Happy National Aquaculture Week! How appropriate, then, that the F’15 class visited Fisher’s Island on Tuesday. After ecology and oceanography classes, all eighteen of us students loaded into four vans to head to the ferry in New London. Oysters were on the agenda for today. Two days later, we piled into the vans once more to head over to Barn Island in Pawcatuck, CT.
Tuesday morning we boarded the ferry around 1100 hours, and arrived on the island shortly after twelve to meet Steve Malinowski, the ‘oyster guy’ of Fisher’s Island. Glenn Gordinier, the Maritime History professor, led the pack of vans around the island for the day. Four u-turns were made, but we got to where we needed to be eventually! Maybe our policy professor, Katy Hall, will take the lead next time. After all, she supplies the chocolate.

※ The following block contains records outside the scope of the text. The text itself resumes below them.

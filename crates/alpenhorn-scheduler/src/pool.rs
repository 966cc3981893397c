//! The worker thread pool.
//!
//! Grounded on `alpenhorn/scheduler/pool.py`. Each worker is an OS thread
//! looping on `queue.get()`. A transient database error unwinds the
//! current task, runs its cleanup stack, requeues it if requested, and
//! exits the thread cleanly so [`WorkerPool::check`] can respawn it with a
//! fresh connection. Any other error is treated as unrecoverable and trips
//! the process-wide [`global_abort`] flag, after which every worker exits
//! at its next opportunity.

use std::sync::atomic::{AtomicBool, AtomicUsize, Ordering};
use std::sync::Arc;
use std::time::Duration;

use parking_lot::Mutex;

use alpenhorn_common::metrics::Metric;

use crate::queue::FairMultiFifoQueue;
use crate::task::Task;

/// Set by any worker that hits an uncaught, non-transient error. Once set,
/// all workers exit as soon as possible; no guarantee is made about queue
/// or pool consistency during a global abort.
pub static GLOBAL_ABORT: AtomicBool = AtomicBool::new(false);

pub fn global_abort() -> bool {
    GLOBAL_ABORT.load(Ordering::SeqCst)
}

pub fn trigger_global_abort() {
    GLOBAL_ABORT.store(true, Ordering::SeqCst);
}

/// The outcome of running a single task inside a worker, used to decide
/// whether the worker thread should keep looping or exit.
pub enum TaskOutcome {
    /// Ran normally (whether finished or re-yielded).
    Ok,
    /// A transient (e.g. database-connectivity) error occurred; the task
    /// has been cleaned up and possibly requeued, and the worker thread
    /// handling it should now exit to be respawned with a fresh connection.
    TransientError,
    /// A non-recoverable error occurred; `GLOBAL_ABORT` has been set.
    FatalError,
}

/// Runs `task` to one step, catching the distinction between transient
/// (DB-connectivity) and fatal errors via `is_transient`. `run_step` is the
/// caller-supplied function that actually invokes `task.run()`, wrapping
/// whatever fallible I/O the concrete task body performs; it returns `Err`
/// for any error raised while stepping the task.
pub fn execute<E>(
    task: &Arc<Task>,
    run_step: impl FnOnce(&Arc<Task>) -> Result<bool, E>,
    is_transient: impl FnOnce(&E) -> bool,
) -> TaskOutcome {
    match run_step(task) {
        Ok(_finished) => TaskOutcome::Ok,
        Err(err) => {
            if is_transient(&err) {
                task.do_cleanup();
                task.requeue_after_db_error();
                tracing::error!(task = %task.name(), "exiting worker due to transient db error");
                TaskOutcome::TransientError
            } else {
                trigger_global_abort();
                tracing::error!(task = %task.name(), "aborting due to uncaught error in task");
                TaskOutcome::FatalError
            }
        }
    }
}

struct WorkerHandle {
    stop: Arc<AtomicBool>,
    join: Option<std::thread::JoinHandle<()>>,
}

/// A pool of worker threads pulling tasks from a shared queue.
///
/// Generic over `step`, the per-task runner function (supplied once, at
/// pool-construction time) so that workers can thread a database
/// connection pool and other daemon-wide state through to each task
/// without this crate needing to know about them.
pub struct WorkerPool {
    queue: Arc<FairMultiFifoQueue<String, Arc<Task>>>,
    /// Workers currently counted as part of the pool (drives `len()` and
    /// what `check()` monitors for unexpected death).
    workers: Mutex<Vec<WorkerHandle>>,
    /// Workers removed from `workers` by `del_worker` that may still be
    /// finishing their current task. Only `shutdown` joins these.
    retired: Mutex<Vec<WorkerHandle>>,
    next_index: AtomicUsize,
    metric_worker_count: Metric,
    step: Arc<dyn Fn(&Arc<Task>) -> TaskOutcome + Send + Sync>,
}

impl WorkerPool {
    pub fn new(
        num_workers: usize,
        queue: Arc<FairMultiFifoQueue<String, Arc<Task>>>,
        step: impl Fn(&Arc<Task>) -> TaskOutcome + Send + Sync + 'static,
    ) -> Arc<Self> {
        let metric_worker_count = Metric::new(
            "worker_count",
            "Number of worker threads",
            false,
            &[],
            &[("pool_type", "WorkerPool")],
        )
        .expect("static metric registration");

        let pool = Arc::new(Self {
            queue,
            workers: Mutex::new(Vec::new()),
            retired: Mutex::new(Vec::new()),
            next_index: AtomicUsize::new(0),
            metric_worker_count,
            step: Arc::new(step),
        });

        for _ in 0..num_workers {
            pool.spawn_worker(None);
        }
        pool
    }

    fn spawn_worker(self: &Arc<Self>, replace_index: Option<usize>) {
        let index = replace_index.unwrap_or_else(|| self.next_index.fetch_add(1, Ordering::SeqCst));
        let worker_id = index + 1;
        let stop = Arc::new(AtomicBool::new(false));
        let queue = self.queue.clone();
        let step = self.step.clone();
        let stop_for_thread = stop.clone();

        let join = std::thread::Builder::new()
            .name(format!("Worker#{worker_id}"))
            .spawn(move || worker_main(worker_id, queue, step, stop_for_thread))
            .expect("failed to spawn worker thread");

        let handle = WorkerHandle { stop, join: Some(join) };
        let mut workers = self.workers.lock();
        match replace_index {
            Some(i) => workers[i] = handle,
            None => workers.push(handle),
        }
        self.metric_worker_count.inc(&[]).ok();
    }

    /// Increment the number of workers. Returns `false` (without blocking)
    /// if `blocking` is false and the pool is mid-resize.
    pub fn add_worker(self: &Arc<Self>, blocking: bool) -> bool {
        if blocking {
            self.spawn_worker(None);
            true
        } else {
            match self.workers.try_lock() {
                Some(_) => {
                    self.spawn_worker(None);
                    true
                }
                None => {
                    tracing::warn!("WorkerPool ignoring increment request: pool not clean");
                    false
                }
            }
        }
    }

    /// Decrement the number of workers: always stops the highest-indexed
    /// worker (even if others are idle), which finishes its current task
    /// before exiting.
    pub fn del_worker(self: &Arc<Self>, blocking: bool) -> bool {
        let mut workers = if blocking {
            self.workers.lock()
        } else {
            match self.workers.try_lock() {
                Some(w) => w,
                None => {
                    tracing::warn!("WorkerPool ignoring decrement request: pool not clean");
                    return false;
                }
            }
        };
        match workers.pop() {
            Some(handle) => {
                handle.stop.store(true, Ordering::SeqCst);
                self.retired.lock().push(handle);
                self.metric_worker_count.dec(&[]).ok();
                true
            }
            None => {
                tracing::warn!("WorkerPool ignoring decrement request: no workers");
                false
            }
        }
    }

    /// Find workers whose thread has died and respawn them. A no-op
    /// during a global abort.
    pub fn check(self: &Arc<Self>) {
        if global_abort() {
            return;
        }
        let dead: Vec<usize> = {
            let workers = self.workers.lock();
            workers
                .iter()
                .enumerate()
                .filter(|(_, w)| w.join.as_ref().map(|j| j.is_finished()).unwrap_or(false))
                .map(|(i, _)| i)
                .collect()
        };
        for index in dead {
            tracing::warn!(worker = index + 1, "respawning dead worker");
            self.spawn_worker(Some(index));
        }
    }

    pub fn len(&self) -> usize {
        self.workers.lock().len()
    }

    pub fn is_empty(&self) -> bool {
        self.len() == 0
    }

    /// Stop all workers (including retired ones still finishing their
    /// last task) and wait for them all to terminate.
    pub fn shutdown(&self) {
        let mut workers = self.workers.lock();
        let mut retired = self.retired.lock();

        for w in workers.iter().chain(retired.iter()) {
            w.stop.store(true, Ordering::SeqCst);
        }
        for w in workers.iter_mut().chain(retired.iter_mut()) {
            if let Some(join) = w.join.take() {
                let _ = join.join();
            }
        }
        workers.clear();
        retired.clear();
        self.metric_worker_count.set(0.0, &[]).ok();
    }
}

fn worker_main(
    worker_id: usize,
    queue: Arc<FairMultiFifoQueue<String, Arc<Task>>>,
    step: Arc<dyn Fn(&Arc<Task>) -> TaskOutcome + Send + Sync>,
    stop: Arc<AtomicBool>,
) {
    tracing::info!(worker_id, "started");
    let metric_running = Metric::new("worker_running", "worker is running", false, &[], &[("id", &worker_id.to_string())])
        .expect("static metric registration");
    let metric_idle = Metric::new("worker_idle", "worker is idle (waiting for a task)", false, &[], &[("id", &worker_id.to_string())])
        .expect("static metric registration");
    metric_running.set(1.0, &[]).ok();

    loop {
        metric_idle.set(1.0, &[]).ok();
        if global_abort() || stop.load(Ordering::SeqCst) {
            tracing::info!(worker_id, "stopped");
            metric_running.set(0.0, &[]).ok();
            return;
        }

        let Some((task, key)) = queue.get(Some(Duration::from_secs(5))) else {
            continue;
        };
        metric_idle.set(0.0, &[]).ok();

        if global_abort() {
            queue.task_done(&key);
            tracing::info!(worker_id, "stopped due to global abort");
            metric_running.set(0.0, &[]).ok();
            return;
        }

        tracing::info!(worker_id, task = %task, "beginning task");
        match step(&task) {
            TaskOutcome::Ok => {
                queue.task_done(&key);
            }
            TaskOutcome::TransientError => {
                queue.task_done(&key);
                metric_running.set(0.0, &[]).ok();
                return;
            }
            TaskOutcome::FatalError => {
                metric_running.set(0.0, &[]).ok();
                return;
            }
        }
    }
}

/// Stand-in for [`WorkerPool`] used when the daemon is configured to run
/// with serial (non-threaded) I/O. All operations are no-ops except
/// `add_worker`, which logs and declines.
pub struct EmptyPool;

impl EmptyPool {
    pub fn new() -> Self {
        Metric::new("worker_count", "Number of worker threads", false, &[], &[("pool_type", "EmptyPool")])
            .expect("static metric registration");
        Self
    }

    pub fn len(&self) -> usize {
        0
    }

    pub fn is_empty(&self) -> bool {
        true
    }

    pub fn shutdown(&self) {}
    pub fn del_worker(&self, _blocking: bool) {}
    pub fn check(&self) {}

    pub fn add_worker(&self, _blocking: bool) {
        tracing::info!("ignoring request to add worker: serial I/O only");
    }
}

impl Default for EmptyPool {
    fn default() -> Self {
        Self::new()
    }
}

/// Installs `SIGUSR1`/`SIGUSR2` handlers that call [`WorkerPool::add_worker`]
/// / [`WorkerPool::del_worker`] (non-blocking) on `pool`.
pub fn install_resize_signals(pool: Arc<WorkerPool>) -> Result<(), std::io::Error> {
    let inc_pool = pool.clone();
    unsafe {
        signal_hook::low_level::register(signal_hook::consts::SIGUSR1, move || {
            inc_pool.add_worker(false);
        })?;
    }
    let dec_pool = pool;
    unsafe {
        signal_hook::low_level::register(signal_hook::consts::SIGUSR2, move || {
            dec_pool.del_worker(false);
        })?;
    }
    Ok(())
}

Safely parked near Island Pond, our first stop was to learn about the nursery where the oysters spend the first year of their lives. 40 million oysters are grown a year from the seed that the farm cultivates! Countless tiny shells can be seen in the Floating Upwelling System that aids the flow of nutrients to the oysters. The amount of oysters that are grown, packed, and shipped to consumers was one of the most astounding facts that I learned that day. Our host, Steve, allowed us into the hatchery and the shed where all the packaging takes place. At the end of the tour, he demonstrated how to shuck an oyster while we stood on the dock down a hill from his home. Just about everyone tried one of the fresh oysters that Steve snatched from the orange basket of organisms. Salty, cold, and crisp – the oysters slid right down our throats. Katie, of Williams College, had an oyster for the first time. Upon bringing the shell to her lips she asked Steve, “Do I slurp it?” We all walked away delighted in having seen the inside scoop of Fisher’s Island one and only oyster facility.
The salt of the oyster barely left our tongues before we found ourselves standing knee deep in a salt marsh at Barn Island. Led by our marine science professors and T.A, the afternoon was spent observing the landscape of one of Connecticut’s most diverse wetland. Sediment samples were taken at several spots along the coast – requiring the man-power of several ‘big’ feeling students. The core sediment tool we used is a long metal tube with a straight handle on top. Pressing down on the drill took at least 4 different people and several minutes. The ground did not want to give in! Alas, the sediment sample was extracted and we could inspect the soil. I learned that the land is rising about 2 millimeters every year – so we could deduce how old the sample was. The 14 centimeter sample meant that the bottom layer was roughly 70 years old. A sandy patch was evident towards the bottom, while the rest was dirt and roots. Where did that sand come from? Well, the Hurricane of ’38 blew by around the time that layer formed! How cool is that? We are detectives!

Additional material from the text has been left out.